● DIRECTIONS
The answer must be every line of the records below that contains the word "foreign".

= = =

use serde::{Deserialize, Serialize};

/// Marker rendered for any field the remote services could not guess.
pub const FALLBACK: &str = "N/A";

#[derive(Debug, Deserialize)]
pub struct AgeGuess {
    pub age: Option<u32>,
}

#[derive(Debug, Deserialize)]
pub struct GenderGuess {
    pub gender: Option<String>,
}

#[derive(Debug, Clone, Serialize, Deserialize)]
pub struct CountryGuess {
    pub country_id: String,
    #[serde(default)]
    pub probability: f64,
}

#[derive(Debug, Default, Deserialize)]
pub struct NationalityGuess {
    #[serde(default)]
    pub country: Vec<CountryGuess>,
}

/// Composite assembled per request from the three service responses;
/// discarded after render.
#[derive(Debug, Serialize)]
pub struct Prediction {
    pub name: String,
    pub age: Option<u32>,
    pub gender: Option<String>,
    pub country: Vec<CountryGuess>,
}

impl Prediction {
    pub fn age_text(&self) -> String {
        self.age
            .map(|age| age.to_string())
            .unwrap_or_else(|| FALLBACK.into())
    }

    pub fn gender_text(&self) -> &str {
        self.gender.as_deref().unwrap_or(FALLBACK)
    }

    /// First country code of the guess list, or the fallback marker.
    pub fn nationality(&self) -> &str {
        self.country
            .first()
            .map(|c| c.country_id.as_str())
            .unwrap_or(FALLBACK)
    }
}

#[cfg(test)]
mod tests {
    use super::{AgeGuess, GenderGuess, NationalityGuess, Prediction};

    #[test]
    fn parses_agify_shape() {
        let guess: AgeGuess =
            serde_json::from_str(r#"{"name":"alice","age":32,"count":12345}"#).unwrap();
        assert_eq!(guess.age, Some(32));

        let null_age: AgeGuess = serde_json::from_str(r#"{"name":"zzzz","age":null}"#).unwrap();
        assert_eq!(null_age.age, None);
    }

    #[test]
    fn parses_genderize_shape() {
        let guess: GenderGuess =
            serde_json::from_str(r#"{"gender":"female","probability":0.98}"#).unwrap();
        assert_eq!(guess.gender.as_deref(), Some("female"));

        let unknown: GenderGuess =
            serde_json::from_str(r#"{"gender":null,"probability":0.0}"#).unwrap();
        assert!(unknown.gender.is_none());
    }

    #[test]
    fn parses_nationalize_shape() {
        let guess: NationalityGuess = serde_json::from_str(
            r#"{"country":[{"country_id":"US","probability":0.3},{"country_id":"GB","probability":0.1}]}"#,
        )
        .unwrap();
        assert_eq!(guess.country[0].country_id, "US");

        // The country field may be missing entirely.
        let empty: NationalityGuess = serde_json::from_str(r#"{"name":"alice"}"#).unwrap();
        assert!(empty.country.is_empty());
    }

    #[test]
    fn composite_falls_back_per_field() {
        let prediction = Prediction {
            name: "alice".into(),
            age: None,
            gender: None,
            country: Vec::new(),
        };

        assert_eq!(prediction.age_text(), "N/A");
        assert_eq!(prediction.gender_text(), "N/A");
        assert_eq!(prediction.nationality(), "N/A");
    }

    #[test]
    fn composite_reads_first_country() {
        let guess: NationalityGuess = serde_json::from_str(
            r#"{"country":[{"country_id":"US","probability":0.3},{"country_id":"GB","probability":0.1}]}"#,
        )
        .unwrap();

        let prediction = Prediction {
            name: "alice".into(),
            age: Some(32),
            gender: Some("female".into()),
            country: guess.country,
        };

        assert_eq!(prediction.age_text(), "32");
        assert_eq!(prediction.gender_text(), "female");
        assert_eq!(prediction.nationality(), "US");
    }
}
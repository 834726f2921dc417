use argon2::{
    password_hash::{rand_core::OsRng, PasswordHash, PasswordHasher, PasswordVerifier, SaltString},
    Argon2,
};

pub fn hash_password(password: &str) -> anyhow::Result<String> {
    let salt = SaltString::generate(&mut OsRng);
    let hash = Argon2::default()
        .hash_password(password.as_bytes(), &salt)?
        .to_string();
    Ok(hash)
}

pub fn verify_password(hash: &str, password: &str) -> anyhow::Result<bool> {
    let parsed = PasswordHash::new(hash)?;
    Ok(Argon2::default()
        .verify_password(password.as_bytes(), &parsed)
        .is_ok())
}

#[cfg(test)]
mod tests {
    use super::{hash_password, verify_password};

    #[test]
    fn verifies_matching_password() {
        let hash = hash_password("hunter2").unwrap();
        assert!(verify_password(&hash, "hunter2").unwrap());
        assert!(!verify_password(&hash, "hunter3").unwrap());
    }

    #[test]
    fn rejects_malformed_hash() {
        assert!(verify_password("not-a-phc-string", "hunter2").is_err());
    }
}
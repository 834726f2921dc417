use tracing::warn;

use crate::{auth::types::Identity, auth::utils::verify_password, db::DBLayer};

/// Credential decision procedure: `(email, password)` in, identity or
/// nothing out. Expected failures (unknown account, bad password, broken
/// stored hash) and store faults all collapse to `None`; this function
/// never returns an error to the caller.
pub async fn authorize_credentials(db: &DBLayer, email: &str, password: &str) -> Option<Identity> {
    let email = email.trim().to_lowercase();
    if email.is_empty() || password.is_empty() {
        return None;
    }

    let user = match db.find_user_by_email(&email).await {
        Ok(Some(user)) => user,
        Ok(None) => return None,
        Err(err) => {
            warn!(%email, error = %err, "account lookup failed during login");
            return None;
        }
    };

    // A stored hash must be a non-empty string before any comparison.
    let hash = match user.password_hash.as_deref() {
        Some(hash) if !hash.is_empty() => hash,
        _ => {
            warn!(user_id = %user.id, "account has no usable password hash");
            return None;
        }
    };

    match verify_password(hash, password) {
        Ok(true) => Some(Identity {
            id: user.id,
            email: user.email,
        }),
        Ok(false) => None,
        Err(err) => {
            warn!(user_id = %user.id, error = %err, "stored password hash failed to parse");
            None
        }
    }
}
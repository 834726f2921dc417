use std::sync::Arc;

use axum::Router;
use tokio::net::TcpListener;
use tower_http::cors::{Any, CorsLayer};
use tracing_subscriber::{layer::SubscriberExt, util::SubscriberInitExt, EnvFilter};

mod auth;
mod db;
mod model;
mod pages;
mod predict;
mod state;
mod templates;

use db::DBLayer;
use predict::service::PredictionService;
use state::AppState;

#[tokio::main]
async fn main() -> anyhow::Result<()> {
    dotenvy::dotenv().ok();

    // -----------------------------
    // Logging
    // -----------------------------
    tracing_subscriber::registry()
        .with(EnvFilter::try_from_default_env().unwrap_or_else(|_| EnvFilter::new("info")))
        .with(tracing_subscriber::fmt::layer())
        .init();

    println!("🚀 Starting namecast server...");

    // -----------------------------
    // Shared state / Dependencies
    // -----------------------------
    let db_path = dotenvy::var("NAMECAST_DB_PATH").unwrap_or_else(|_| "namecastdb".into());
    let db = Arc::new(DBLayer::new(&db_path)?);
    let predictor = PredictionService::from_env();
    let jwt_secret = dotenvy::var("JWT_SECRET").unwrap_or_else(|_| "supersecret123".into());

    let state = AppState {
        db,
        predictor,
        jwt_secret,
    };

    // -----------------------------
    // Routers
    // -----------------------------
    let app = Router::new()
        // Home form, blog demo, admin shell
        .merge(pages::router())
        // Login page + JSON credential API
        .merge(auth::router())
        // Prediction page + JSON API
        .merge(predict::router())
        // CORS for frontend
        .layer(
            CorsLayer::new()
                .allow_origin(Any)
                .allow_headers(Any)
                .allow_methods(Any),
        )
        // Attach shared state
        .with_state(state);

    let addr = dotenvy::var("BIND_ADDR").unwrap_or_else(|_| "0.0.0.0:3000".into());

    println!("🌐 HTTP listening on http://{addr}");

    let listener = TcpListener::bind(&addr).await?;
    axum::serve(listener, app.into_make_service()).await?;

    Ok(())
}
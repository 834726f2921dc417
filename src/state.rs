use std::sync::Arc;

use crate::{db::DBLayer, predict::service::PredictionService};

#[derive(Clone)]
pub struct AppState {
    pub db: Arc<DBLayer>,
    pub predictor: PredictionService,
    pub jwt_secret: String,
}
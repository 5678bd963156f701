//! JSON file store: one pretty-printed record per learner.

use std::path::{Path, PathBuf};

use anyhow::{Context, Result};
use async_trait::async_trait;
use tokio::sync::Mutex;

use mastery_core::engine::MasterySnapshot;
use mastery_core::record::LearnerRecord;
use mastery_core::traits::MasterySink;

/// Stores each learner's [`LearnerRecord`] as `<dir>/<learner>.json`.
///
/// Commits read the stored record, merge the snapshot into it, and replace
/// the file through a temporary sibling and a rename, so readers see either
/// the old record or the new one.
pub struct JsonFileStore {
    dir: PathBuf,
    write_lock: Mutex<()>,
}

impl JsonFileStore {
    pub fn new(dir: impl Into<PathBuf>) -> Self {
        Self {
            dir: dir.into(),
            write_lock: Mutex::new(()),
        }
    }

    pub fn dir(&self) -> &Path {
        &self.dir
    }

    /// File holding `learner`'s record.
    pub fn path_for(&self, learner: &str) -> PathBuf {
        self.dir.join(format!("{}.json", file_stem(learner)))
    }

    /// Every learner with a stored record, sorted.
    pub async fn learners(&self) -> Result<Vec<String>> {
        let mut entries = match tokio::fs::read_dir(&self.dir).await {
            Ok(entries) => entries,
            Err(e) if e.kind() == std::io::ErrorKind::NotFound => return Ok(Vec::new()),
            Err(e) => {
                return Err(e).with_context(|| format!("failed to list {}", self.dir.display()))
            }
        };

        let mut learners = Vec::new();
        while let Some(entry) = entries.next_entry().await? {
            let path = entry.path();
            if path.extension().is_some_and(|ext| ext == "json") {
                if let Some(record) = read_record(&path).await? {
                    learners.push(record.learner);
                }
            }
        }
        learners.sort();
        Ok(learners)
    }
}

/// Bytes outside `[A-Za-z0-9_-]` are written as `%XX`, so distinct learners
/// always get distinct files.
fn file_stem(learner: &str) -> String {
    let mut stem = String::with_capacity(learner.len());
    for byte in learner.bytes() {
        if byte.is_ascii_alphanumeric() || matches!(byte, b'-' | b'_') {
            stem.push(char::from(byte));
        } else {
            stem.push_str(&format!("%{byte:02X}"));
        }
    }
    stem
}

async fn read_record(path: &Path) -> Result<Option<LearnerRecord>> {
    let content = match tokio::fs::read_to_string(path).await {
        Ok(content) => content,
        Err(e) if e.kind() == std::io::ErrorKind::NotFound => return Ok(None),
        Err(e) => return Err(e).with_context(|| format!("failed to read {}", path.display())),
    };
    let record = serde_json::from_str(&content)
        .with_context(|| format!("failed to parse learner record {}", path.display()))?;
    Ok(Some(record))
}

#[async_trait]
impl MasterySink for JsonFileStore {
    async fn commit(&self, snapshot: &MasterySnapshot) -> Result<()> {
        let _guard = self.write_lock.lock().await;
        let path = self.path_for(&snapshot.learner);

        let record = match read_record(&path).await? {
            Some(record) if record.learner != snapshot.learner => {
                anyhow::bail!(
                    "{} holds learner '{}', refusing to merge '{}'",
                    path.display(),
                    record.learner,
                    snapshot.learner
                );
            }
            Some(mut record) => {
                record.apply(snapshot);
                record
            }
            None => LearnerRecord::from_snapshot(snapshot),
        };

        let json = serde_json::to_string_pretty(&record).context("failed to serialize record")?;
        tokio::fs::create_dir_all(&self.dir)
            .await
            .with_context(|| format!("failed to create store dir {}", self.dir.display()))?;

        let tmp = path.with_extension("json.tmp");
        tokio::fs::write(&tmp, json)
            .await
            .with_context(|| format!("failed to write {}", tmp.display()))?;
        tokio::fs::rename(&tmp, &path)
            .await
            .with_context(|| format!("failed to replace {}", path.display()))?;

        tracing::debug!(
            learner = %snapshot.learner,
            path = %path.display(),
            topics = record.topics.len(),
            bins = record.bin_count(),
            "stored learner record"
        );
        Ok(())
    }

    async fn load(&self, learner: &str) -> Result<Option<LearnerRecord>> {
        read_record(&self.path_for(learner)).await
    }
}

#[cfg(test)]
mod tests {
    use super::*;
    use chrono::{TimeZone, Utc};
    use mastery_core::model::{BinState, MasteryResult};
    use std::collections::BTreeMap;
    use std::sync::Arc;

    fn snapshot(learner: &str, at: i64, current: f64, peak: f64, bucket: i64) -> MasterySnapshot {
        let mut results = BTreeMap::new();
        results.insert("graphs".to_string(), MasteryResult { current, peak });
        results.insert("geometry".to_string(), MasteryResult::default());
        let mut bins = BTreeMap::new();
        bins.insert(
            "graphs".to_string(),
            BTreeMap::from([(
                bucket,
                BinState {
                    score: peak,
                    credits: vec![peak * 1.5],
                    multipliers: vec![1.0],
                },
            )]),
        );
        MasterySnapshot {
            id: uuid::Uuid::new_v4(),
            learner: learner.to_string(),
            computed_at: Utc.timestamp_opt(at, 0).unwrap(),
            bucket_width_days: 14,
            current_bucket: bucket,
            results,
            bins,
        }
    }

    #[tokio::test]
    async fn commit_then_load() {
        let dir = tempfile::tempdir().unwrap();
        let store = JsonFileStore::new(dir.path());

        assert!(store.load("tourist").await.unwrap().is_none());

        let snap = snapshot("tourist", 1_000, 400.0, 500.0, 3);
        store.commit(&snap).await.unwrap();

        let record = store.load("tourist").await.unwrap().unwrap();
        assert_eq!(record.learner, "tourist");
        assert_eq!(record.last_snapshot, snap.id);
        assert_eq!(record.mastery("graphs").unwrap().peak, 500.0);
        assert_eq!(record.bin_count(), 1);
        assert!(!dir.path().join("tourist.json.tmp").exists());
    }

    #[tokio::test]
    async fn commits_merge_with_stored_record() {
        let dir = tempfile::tempdir().unwrap();
        let store = JsonFileStore::new(dir.path());

        store
            .commit(&snapshot("tourist", 1_000, 400.0, 500.0, 3))
            .await
            .unwrap();
        store
            .commit(&snapshot("tourist", 2_000, 100.0, 200.0, 4))
            .await
            .unwrap();

        let graphs = store
            .load("tourist")
            .await
            .unwrap()
            .unwrap()
            .mastery("graphs")
            .unwrap();
        assert_eq!(graphs.current, 100.0);
        assert_eq!(graphs.peak, 500.0);

        let record = store.load("tourist").await.unwrap().unwrap();
        assert_eq!(record.bin_count(), 2);
    }

    #[tokio::test]
    async fn concurrent_commits_do_not_lose_updates() {
        let dir = tempfile::tempdir().unwrap();
        let store = Arc::new(JsonFileStore::new(dir.path()));

        let handles: Vec<_> = (0..8)
            .map(|i| {
                let store = Arc::clone(&store);
                tokio::spawn(async move {
                    store
                        .commit(&snapshot("petr", 1_000 + i, 10.0, 100.0 + i as f64, i))
                        .await
                })
            })
            .collect();
        for handle in handles {
            handle.await.unwrap().unwrap();
        }

        let record = store.load("petr").await.unwrap().unwrap();
        assert_eq!(record.bin_count(), 8);
        assert_eq!(record.mastery("graphs").unwrap().peak, 107.0);
    }

    #[tokio::test]
    async fn corrupt_record_is_an_error() {
        let dir = tempfile::tempdir().unwrap();
        let store = JsonFileStore::new(dir.path());
        std::fs::write(store.path_for("tourist"), "{ not json").unwrap();

        let err = store.load("tourist").await.unwrap_err();
        assert!(err.to_string().contains("failed to parse learner record"));
        assert!(store
            .commit(&snapshot("tourist", 1, 1.0, 1.0, 1))
            .await
            .is_err());
    }

    #[tokio::test]
    async fn lists_learners() {
        let dir = tempfile::tempdir().unwrap();
        let store = JsonFileStore::new(dir.path().join("nested"));
        assert!(store.learners().await.unwrap().is_empty());

        for learner in ["Um_nik", "tourist"] {
            store
                .commit(&snapshot(learner, 1, 1.0, 1.0, 1))
                .await
                .unwrap();
        }
        assert_eq!(store.learners().await.unwrap(), vec!["Um_nik", "tourist"]);
    }

    #[test]
    fn file_stems_are_sanitized() {
        assert_eq!(file_stem("tourist"), "tourist");
        assert_eq!(file_stem("Um_nik"), "Um_nik");
        assert_eq!(file_stem("../etc/passwd"), "%2E%2E%2Fetc%2Fpasswd");
        assert_eq!(file_stem("a b/c"), "a%20b%2Fc");
        assert_eq!(file_stem("100%"), "100%25");
    }

    #[tokio::test]
    async fn similar_handles_get_separate_records() {
        let dir = tempfile::tempdir().unwrap();
        let store = JsonFileStore::new(dir.path());

        for (learner, peak) in [("x", 900.0), (".x", 100.0), ("a b", 300.0), ("a_b", 400.0)] {
            store
                .commit(&snapshot(learner, 1, peak, peak, 1))
                .await
                .unwrap();
        }

        for (learner, peak) in [("x", 900.0), (".x", 100.0), ("a b", 300.0), ("a_b", 400.0)] {
            let record = store.load(learner).await.unwrap().unwrap();
            assert_eq!(record.learner, learner);
            assert_eq!(record.mastery("graphs").unwrap().peak, peak);
        }
        assert_eq!(store.learners().await.unwrap().len(), 4);
    }

    #[tokio::test]
    async fn commit_refuses_a_record_for_another_learner() {
        let dir = tempfile::tempdir().unwrap();
        let store = JsonFileStore::new(dir.path());
        let foreign = LearnerRecord::from_snapshot(&snapshot("petr", 1, 50.0, 900.0, 1));
        std::fs::write(
            store.path_for("tourist"),
            serde_json::to_string(&foreign).unwrap(),
        )
        .unwrap();

        let err = store
            .commit(&snapshot("tourist", 2, 10.0, 10.0, 2))
            .await
            .unwrap_err();
        assert!(err.to_string().contains("refusing to merge 'tourist'"));

        let stored = store.load("tourist").await.unwrap().unwrap();
        assert_eq!(stored.learner, "petr");
        assert_eq!(stored.bin_count(), 1);
    }
}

= = =

● RESPONSE BOX
        let foreign = LearnerRecord::from_snapshot(&snapshot("petr", 1, 50.0, 900.0, 1));
            serde_json::to_string(&foreign).unwrap(),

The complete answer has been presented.